Alternatively, rather than listing all possible peptide sequences with their 
associated fit scores, only a percentage of the top-scoring peptides can be displayed 
when that percentage is inputted. Alternatively, the program may randomly pick a 
certain percentage of all the possible peptides to write out to the final structure file. 
Selection of such a percentage can limit the size of the output library file size and/or 
the library complexity. 

In another embodiment, the invention provides a system for creating peptide 
sequences (see Figure 14). Such a system can include a processor 1402. A memory 
1404 and/or a display 1406 can be coupled to the processor.

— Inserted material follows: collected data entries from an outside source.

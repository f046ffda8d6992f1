// ledgerlens - financial table type inference and normalization

mod normalize;
mod where_expr;

use std::fs::File;
use std::io::{self, Write};
use std::path::{Path, PathBuf};
use std::process::ExitCode;

use clap::{Parser, Subcommand};
use ledgerlens_infer::ClassifierConfig;
use ledgerlens_io::{CsvSource, IoError, TableSource, WorkbookSource};
use ledgerlens_store::{AggFn, Predicate, Table};

use normalize::{classify_table, normalize_table};
use where_expr::parse_where;

pub const EXIT_SUCCESS: u8 = 0;
pub const EXIT_USAGE: u8 = 2;
pub const EXIT_IO: u8 = 3;
pub const EXIT_PARSE: u8 = 4;

#[derive(Parser)]
#[command(name = "ledgerlens")]
#[command(about = "Infer column types and normalize messy financial tables")]
#[command(version)]
struct Cli {
    /// Classifier config file (TOML); defaults apply when omitted
    #[arg(long, global = true, env = "LEDGERLENS_CONFIG")]
    config: Option<PathBuf>,

    #[command(subcommand)]
    command: Commands,
}

#[derive(Subcommand)]
enum Commands {
    /// List the tables (sheets) in a file
    Sheets {
        /// Input file (.xlsx, .xls, .xlsb, .ods, .csv, .tsv)
        input: PathBuf,
    },

    /// Classify each column of a table and report type verdicts
    #[command(after_help = "\
Examples:
  ledgerlens classify ledger.xlsx
  ledgerlens classify ledger.xlsx --table Q3
  ledgerlens classify txns.csv --json")]
    Classify {
        input: PathBuf,

        /// Table (sheet) name; defaults to the first table
        #[arg(long)]
        table: Option<String>,

        /// Emit verdicts as JSON instead of a text report
        #[arg(long)]
        json: bool,
    },

    /// Normalize a table to canonical values (ISO dates, plain decimals)
    #[command(after_help = "\
Examples:
  ledgerlens normalize ledger.xlsx -o clean.csv
  ledgerlens normalize txns.csv --json")]
    Normalize {
        input: PathBuf,

        #[arg(long)]
        table: Option<String>,

        /// Output file (omit for stdout)
        #[arg(long, short = 'o')]
        output: Option<PathBuf>,

        /// Emit JSON (columns with verdicts) instead of CSV
        #[arg(long)]
        json: bool,
    },

    /// Group and aggregate a normalized table
    #[command(after_help = "\
Examples:
  ledgerlens aggregate txns.csv --group-by Category --measure Amount
  ledgerlens aggregate txns.csv --group-by Category --measure Amount --agg avg
  ledgerlens aggregate txns.csv --group-by Category --measure Amount \\
      --where 'Amount<0' --where 'Category!=Transfers'")]
    Aggregate {
        input: PathBuf,

        #[arg(long)]
        table: Option<String>,

        /// Column(s) to group by. Repeatable.
        #[arg(long = "group-by", value_name = "COLUMN", required = true)]
        group_by: Vec<String>,

        /// Measure column(s) to aggregate. Repeatable.
        #[arg(long = "measure", value_name = "COLUMN", required = true)]
        measures: Vec<String>,

        /// Aggregate function: sum, count, avg, min, max
        #[arg(long, default_value = "sum")]
        agg: AggFn,

        /// Filter rows before aggregating. Repeatable.
        /// Examples: 'Category=Rent', 'Amount<0', 'Description~invoice'
        #[arg(long = "where", value_name = "EXPR")]
        filters: Vec<String>,

        #[arg(long)]
        json: bool,
    },
}

fn main() -> ExitCode {
    let cli = Cli::parse();

    let result = load_config(cli.config.as_deref()).and_then(|config| match cli.command {
        Commands::Sheets { input } => cmd_sheets(&input),
        Commands::Classify { input, table, json } => cmd_classify(&input, table, json, &config),
        Commands::Normalize {
            input,
            table,
            output,
            json,
        } => cmd_normalize(&input, table, output, json, &config),
        Commands::Aggregate {
            input,
            table,
            group_by,
            measures,
            agg,
            filters,
            json,
        } => cmd_aggregate(&input, table, &group_by, &measures, agg, &filters, json, &config),
    });

    match result {
        Ok(()) => ExitCode::from(EXIT_SUCCESS),
        Err(CliError { code, message, hint }) => {
            if !message.is_empty() {
                eprintln!("error: {}", message);
            }
            if let Some(hint) = hint {
                eprintln!("hint:  {}", hint);
            }
            ExitCode::from(code)
        }
    }
}

// ---------------------------------------------------------------------------
// Commands
// ---------------------------------------------------------------------------

fn cmd_sheets(input: &Path) -> Result<(), CliError> {
    let source = open_source(input)?;
    for info in ledgerlens_io::describe(source.as_ref()).map_err(CliError::from_io)? {
        println!(
            "{:<24} {:>6} rows  {}",
            info.name,
            info.rows,
            info.columns.join(", ")
        );
    }
    Ok(())
}

fn cmd_classify(
    input: &Path,
    table: Option<String>,
    json: bool,
    config: &ClassifierConfig,
) -> Result<(), CliError> {
    let source = open_source(input)?;
    let table = resolve_table(source.as_ref(), table)?;
    let verdicts = classify_table(source.as_ref(), &table, config)?;

    if json {
        let out = serde_json::to_string_pretty(&verdicts)
            .map_err(|e| CliError::parse(e.to_string()))?;
        println!("{out}");
        return Ok(());
    }

    for cv in &verdicts {
        let v = &cv.verdict;
        let mut line = format!(
            "{:<24} {:<8} confidence {:.2}",
            cv.name, v.column_type, v.confidence
        );
        if let Some(sub) = v.string_subtype {
            line.push_str(&format!("  subtype {sub}"));
        }
        if let Some(fmt) = v.format {
            line.push_str(&format!("  format {fmt:?}"));
        }
        println!("{line}");
    }
    Ok(())
}

fn cmd_normalize(
    input: &Path,
    table: Option<String>,
    output: Option<PathBuf>,
    json: bool,
    config: &ClassifierConfig,
) -> Result<(), CliError> {
    let source = open_source(input)?;
    let table = resolve_table(source.as_ref(), table)?;
    let normalized = normalize_table(source.as_ref(), &table, config)?;

    if json {
        let out = serde_json::to_string_pretty(&normalized)
            .map_err(|e| CliError::parse(e.to_string()))?;
        write_output(output.as_deref(), out.as_bytes())
    } else {
        let bytes = table_to_csv(&normalized)?;
        write_output(output.as_deref(), &bytes)
    }
}

#[allow(clippy::too_many_arguments)]
fn cmd_aggregate(
    input: &Path,
    table: Option<String>,
    group_by: &[String],
    measures: &[String],
    agg: AggFn,
    filters: &[String],
    json: bool,
    config: &ClassifierConfig,
) -> Result<(), CliError> {
    let source = open_source(input)?;
    let table = resolve_table(source.as_ref(), table)?;
    let normalized = normalize_table(source.as_ref(), &table, config)?;

    let predicates: Vec<Predicate> = filters
        .iter()
        .map(|expr| parse_where(expr))
        .collect::<Result<_, _>>()?;

    let filtered = if predicates.is_empty() {
        normalized
    } else {
        normalized
            .filter(&predicates)
            .map_err(|e| CliError::args(e.to_string()))?
    };

    let group_refs: Vec<&str> = group_by.iter().map(String::as_str).collect();
    let measure_refs: Vec<&str> = measures.iter().map(String::as_str).collect();
    let result = filtered
        .aggregate(&group_refs, &measure_refs, agg)
        .map_err(|e| CliError::args(e.to_string()))?;

    if json {
        let out = serde_json::to_string_pretty(&result)
            .map_err(|e| CliError::parse(e.to_string()))?;
        println!("{out}");
        Ok(())
    } else {
        let bytes = table_to_csv(&result)?;
        io::stdout()
            .write_all(&bytes)
            .map_err(|e| CliError::io(e.to_string()))
    }
}

// ---------------------------------------------------------------------------
// Helpers
// ---------------------------------------------------------------------------

fn load_config(path: Option<&Path>) -> Result<ClassifierConfig, CliError> {
    match path {
        Some(path) => {
            let text = std::fs::read_to_string(path).map_err(|e| {
                CliError::io(format!("cannot read {}: {e}", path.display()))
            })?;
            ClassifierConfig::from_toml(&text).map_err(|e| CliError::parse(e.to_string()))
        }
        None => Ok(ClassifierConfig::default()),
    }
}

/// Pick a source implementation from the file extension. Anything that is
/// not a spreadsheet extension is treated as delimited text.
fn open_source(path: &Path) -> Result<Box<dyn TableSource>, CliError> {
    let ext = path
        .extension()
        .and_then(|e| e.to_str())
        .map(|e| e.to_ascii_lowercase())
        .unwrap_or_default();

    match ext.as_str() {
        "xlsx" | "xls" | "xlsb" | "ods" => {
            let source = WorkbookSource::open(path).map_err(CliError::from_io)?;
            Ok(Box::new(source))
        }
        _ => {
            let source = CsvSource::open(path).map_err(CliError::from_io)?;
            Ok(Box::new(source))
        }
    }
}

fn resolve_table(source: &dyn TableSource, requested: Option<String>) -> Result<String, CliError> {
    let tables = source.tables();
    match requested {
        Some(name) => {
            if tables.contains(&name) {
                Ok(name)
            } else {
                Err(CliError {
                    code: EXIT_USAGE,
                    message: format!("no table named '{name}'"),
                    hint: Some(format!("available tables: {}", tables.join(", "))),
                })
            }
        }
        None => tables
            .into_iter()
            .next()
            .ok_or_else(|| CliError::io("file contains no tables".to_string())),
    }
}

/// Render a normalized table as CSV: header row, then canonical value text.
fn table_to_csv(table: &Table) -> Result<Vec<u8>, CliError> {
    let mut writer = csv::Writer::from_writer(Vec::new());
    let headers: Vec<&str> = table.columns.iter().map(|c| c.name.as_str()).collect();
    writer
        .write_record(&headers)
        .map_err(|e| CliError::io(e.to_string()))?;

    for row in 0..table.rows() {
        let record: Vec<String> = table
            .columns
            .iter()
            .map(|c| c.values[row].to_string())
            .collect();
        writer
            .write_record(&record)
            .map_err(|e| CliError::io(e.to_string()))?;
    }

    writer
        .into_inner()
        .map_err(|e| CliError::io(e.to_string()))
}

fn write_output(output: Option<&Path>, bytes: &[u8]) -> Result<(), CliError> {
    match output {
        Some(path) => {
            let mut file = File::create(path).map_err(|e| {
                CliError::io(format!("cannot write {}: {e}", path.display()))
            })?;
            file.write_all(bytes)
                .map_err(|e| CliError::io(e.to_string()))
        }
        None => io::stdout()
            .write_all(bytes)
            .map_err(|e| CliError::io(e.to_string())),
    }
}

// ---------------------------------------------------------------------------
// Errors
// ---------------------------------------------------------------------------

#[derive(Debug)]
pub struct CliError {
    pub code: u8,
    pub message: String,
    pub hint: Option<String>,
}

impl CliError {
    pub fn args(msg: impl Into<String>) -> Self {
        Self { code: EXIT_USAGE, message: msg.into(), hint: None }
    }

    pub fn io(msg: impl Into<String>) -> Self {
        Self { code: EXIT_IO, message: msg.into(), hint: None }
    }

    pub fn parse(msg: impl Into<String>) -> Self {
        Self { code: EXIT_PARSE, message: msg.into(), hint: None }
    }

    pub fn from_io(err: IoError) -> Self {
        match &err {
            IoError::TableNotFound(_) | IoError::ColumnNotFound { .. } => {
                Self::args(err.to_string())
            }
            IoError::Open(_) | IoError::Read(_) => Self::io(err.to_string()),
        }
    }
}

#[cfg(test)]
mod tests {
    use super::*;
    use ledgerlens_store::Value;

    #[test]
    fn spreadsheet_extensions_route_to_workbook() {
        // Both paths fail on a missing file; only the routing is under test.
        let err = open_source(Path::new("/nonexistent/ledger.xlsx"))
            .err()
            .unwrap();
        assert_eq!(err.code, EXIT_IO);
        let err = open_source(Path::new("/nonexistent/ledger.csv"))
            .err()
            .unwrap();
        assert_eq!(err.code, EXIT_IO);
    }

    #[test]
    fn csv_rendering_uses_canonical_text() {
        use chrono::NaiveDate;
        use ledgerlens_store::Column;
        use rust_decimal::Decimal;
        use std::str::FromStr;

        let table = Table {
            columns: vec![
                Column {
                    name: "Date".into(),
                    verdict: None,
                    values: vec![Value::Date(NaiveDate::from_ymd_opt(2023, 1, 15).unwrap())],
                },
                Column {
                    name: "Amount".into(),
                    verdict: None,
                    values: vec![Value::Amount(Decimal::from_str("-1200.00").unwrap())],
                },
            ],
        };
        let bytes = table_to_csv(&table).unwrap();
        let text = String::from_utf8(bytes).unwrap();
        assert_eq!(text, "Date,Amount\n2023-01-15,-1200.00\n");
    }
}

The system can also 
include a make peptide sequence component 1408 capable of executing on the 
processor to generate peptide sequences. The output tags or class component 1410 is 
capable of executing on the processor to display each class of amino acid residues 
used by the make peptide sequence component. The system can also include an 
output peptide sequence component 1412 capable of executing on the processor to 
display peptide sequences. 

A processor, such as a microprocessor in a Personal Computer (PC) is the 
logic circuitry that responds to and processes the basic instructions that drive a 
computing device. Computing devices include PCs, laptops, general purpose 
computers, and the like. A memory is the electronic holding place for instructions 
and data accessible to a computing device. During normal operation, memory usually 
contains an operating system, application programs, and data. Kinds of memory 
include random access memory (RAM), read-only memory (ROM), programmable 
memory (PROM), and erasable programmable ROM (EPROM) as well as storage 
devices such as hard drives and floppy disks. A display is a computer output 
mechanism that shows text and often graphic images to the computer user. Examples 
of displays include printers, monitors, and the like. 

In one embodiment, the output class component is capable of displaying each 
class of amino acid residues used by the make peptide sequence component.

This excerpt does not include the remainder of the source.